### TASK GOAL
In the entries that follow, find the line containing "dials, then the", then output exactly every line from the first through that one.

----

//! The core server pool implementation.
//!
//! Tracks full node addresses learned from discovery, configuration, or
//! from peers that connected to us, and decides which one to dial next.
//!
//! - An address is suggested at most once at a time: suggesting it marks
//!   it as dialing until the dial result is reported.
//! - A failed dial, or a connection that ended with the peer being evicted,
//!   puts the address on an exponential back-off.
//! - After `maxConsecutiveFailures` failed dials in a row the address is
//!   forgotten.
//! - Among the dialable addresses, the one with the best dial success ratio
//!   is preferred, then the one with the most successful dials, then the
//!   one known for the longest time.

use back_off::BackOffList;
use lodr_api::{config::Config, *};
use std::collections::HashMap;
use std::sync::{Arc, Mutex};

mod back_off;

/// CoreServerPool configuration types.
pub mod config {
    /// Configuration parameters for [CoreServerPoolFactory](super::CoreServerPoolFactory).
    #[derive(Debug, Clone, serde::Serialize, serde::Deserialize)]
    #[serde(rename_all = "camelCase", default)]
    pub struct CoreServerPoolConfig {
        /// Duration of the first back-off interval. Default: 5s.
        pub first_back_off_interval_ms: u32,
        /// Upper bound of a back-off interval. Default: 10min.
        pub last_back_off_interval_ms: u32,
        /// Number of growing back-off intervals. Default: 8.
        pub num_back_off_intervals: usize,
        /// Forget an address after this many failed dials in a row.
        /// Default: 12.
        pub max_consecutive_failures: u32,
    }

    impl Default for CoreServerPoolConfig {
        fn default() -> Self {
            Self {
                first_back_off_interval_ms: 5_000,
                last_back_off_interval_ms: 600_000,
                num_back_off_intervals: 8,
                max_consecutive_failures: 12,
            }
        }
    }

    /// Module-level configuration for CoreServerPool.
    #[derive(Debug, Default, Clone, serde::Serialize, serde::Deserialize)]
    #[serde(rename_all = "camelCase", default)]
    pub struct CoreServerPoolModConfig {
        /// CoreServerPool configuration.
        pub core_server_pool: CoreServerPoolConfig,
    }
}

use config::*;

/// A production-ready server pool.
#[derive(Debug)]
pub struct CoreServerPoolFactory {}

impl CoreServerPoolFactory {
    /// Construct a new CoreServerPoolFactory.
    pub fn create() -> DynServerPoolFactory {
        Arc::new(Self {})
    }
}

impl ServerPoolFactory for CoreServerPoolFactory {
    fn default_config(&self, config: &mut Config) -> LodrResult<()> {
        config.set_module_config(&CoreServerPoolModConfig::default())?;
        Ok(())
    }

    fn validate_config(&self, config: &Config) -> LodrResult<()> {
        let config: CoreServerPoolModConfig = config.get_module_config()?;
        let config = config.core_server_pool;
        if config.first_back_off_interval_ms > config.last_back_off_interval_ms
        {
            return Err(LodrError::other(
                "coreServerPool.firstBackOffIntervalMs must not exceed lastBackOffIntervalMs",
            ));
        }
        if config.max_consecutive_failures == 0 {
            return Err(LodrError::other(
                "coreServerPool.maxConsecutiveFailures must be positive",
            ));
        }
        Ok(())
    }

    fn create(
        &self,
        builder: Arc<builder::Builder>,
    ) -> BoxFut<'static, LodrResult<DynServerPool>> {
        Box::pin(async move {
            let config: CoreServerPoolModConfig =
                builder.config.get_module_config()?;
            let out: DynServerPool =
                Arc::new(CoreServerPool::new(config.core_server_pool));
            Ok(out)
        })
    }
}

#[derive(Debug, Clone, Copy, PartialEq, Eq)]
enum CandidateState {
    Known,
    Dialing,
    Connected,
}

#[derive(Debug)]
struct Candidate {
    seq: u64,
    dial_success: u32,
    dial_failure: u32,
    consecutive_failures: u32,
    state: CandidateState,
}

impl Candidate {
    // laplace smoothed, so a fresh address sits at 0.5
    fn success_ratio(&self) -> f64 {
        (self.dial_success as f64 + 1.0)
            / ((self.dial_success + self.dial_failure) as f64 + 2.0)
    }
}

#[derive(Debug)]
struct State {
    config: CoreServerPoolConfig,
    candidates: HashMap<PeerAddr, Candidate>,
    back_off_list: BackOffList,
    next_seq: u64,
}

impl State {
    fn insert(&mut self, addr: PeerAddr) -> &mut Candidate {
        let seq = self.next_seq;
        let candidate = self.candidates.entry(addr).or_insert_with(|| {
            Candidate {
                seq,
                dial_success: 0,
                dial_failure: 0,
                consecutive_failures: 0,
                state: CandidateState::Known,
            }
        });
        if candidate.seq == seq {
            self.next_seq += 1;
        }
        candidate
    }

    fn ranked(&self, pred: impl Fn(&Candidate) -> bool) -> Vec<PeerAddr> {
        let mut list: Vec<(&PeerAddr, &Candidate)> = self
            .candidates
            .iter()
            .filter(|(a, c)| pred(*c) && !self.back_off_list.is_on_back_off(*a))
            .collect();
        list.sort_by(|(_, a), (_, b)| {
            b.success_ratio()
                .total_cmp(&a.success_ratio())
                .then(b.dial_success.cmp(&a.dial_success))
                .then(a.seq.cmp(&b.seq))
        });
        list.into_iter().map(|(a, _)| a.clone()).collect()
    }
}

#[derive(Debug)]
pub(crate) struct CoreServerPool {
    state: Mutex<State>,
}

impl CoreServerPool {
    pub fn new(config: CoreServerPoolConfig) -> Self {
        let back_off_list = BackOffList::new(
            config.first_back_off_interval_ms,
            config.last_back_off_interval_ms,
            config.num_back_off_intervals,
        );
        Self {
            state: Mutex::new(State {
                config,
                candidates: HashMap::new(),
                back_off_list,
                next_seq: 0,
            }),
        }
    }
}

impl ServerPool for CoreServerPool {
    fn add_known(&self, addrs: Vec<PeerAddr>) {
        let mut lock = self.state.lock().unwrap();
        for addr in addrs {
            lock.insert(addr);
        }
    }

    fn suggest(&self) -> Option<PeerAddr> {
        let mut lock = self.state.lock().unwrap();
        let addr = lock
            .ranked(|c| c.state == CandidateState::Known)
            .into_iter()
            .next()?;
        if let Some(c) = lock.candidates.get_mut(&addr) {
            c.state = CandidateState::Dialing;
        }
        tracing::trace!(%addr, "suggest dial");
        Some(addr)
    }

    fn report_dial_result(&self, addr: &PeerAddr, success: bool) {
        let mut lock = self.state.lock().unwrap();
        let max_failures = lock.config.max_consecutive_failures;

        let forget = {
            let c = lock.insert(addr.clone());
            if success {
                c.dial_success += 1;
                c.consecutive_failures = 0;
                c.state = CandidateState::Connected;
                false
            } else {
                c.dial_failure += 1;
                c.consecutive_failures += 1;
                c.state = CandidateState::Known;
                c.consecutive_failures >= max_failures
            }
        };

        if success {
            lock.back_off_list.remove(addr);
        } else if forget {
            tracing::debug!(%addr, "forgetting unreachable server");
            lock.candidates.remove(addr);
            lock.back_off_list.remove(addr);
        } else {
            tracing::debug!(%addr, "dial failed, backing off");
            lock.back_off_list.back_off(addr);
        }
    }

    fn connected(&self, addr: &PeerAddr) {
        let mut lock = self.state.lock().unwrap();
        lock.insert(addr.clone()).state = CandidateState::Connected;
        lock.back_off_list.remove(addr);
    }

    fn disconnected(&self, addr: &PeerAddr, evicted: bool) {
        let mut lock = self.state.lock().unwrap();
        let Some(c) = lock.candidates.get_mut(addr) else {
            return;
        };
        c.state = CandidateState::Known;
        if evicted {
            tracing::debug!(%addr, "server evicted, backing off");
            lock.back_off_list.back_off(addr);
        }
    }

    fn preferred(&self, limit: usize) -> Vec<PeerAddr> {
        let lock = self.state.lock().unwrap();
        let mut list = lock.ranked(|_| true);
        list.truncate(limit);
        list
    }
}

----

### SOLVED PROBLEM
//! The core server pool implementation.
//!
//! Tracks full node addresses learned from discovery, configuration, or
//! from peers that connected to us, and decides which one to dial next.
//!
//! - An address is suggested at most once at a time: suggesting it marks
//!   it as dialing until the dial result is reported.
//! - A failed dial, or a connection that ended with the peer being evicted,
//!   puts the address on an exponential back-off.
//! - After `maxConsecutiveFailures` failed dials in a row the address is
//!   forgotten.
//! - Among the dialable addresses, the one with the best dial success ratio
//!   is preferred, then the one with the most successful dials, then the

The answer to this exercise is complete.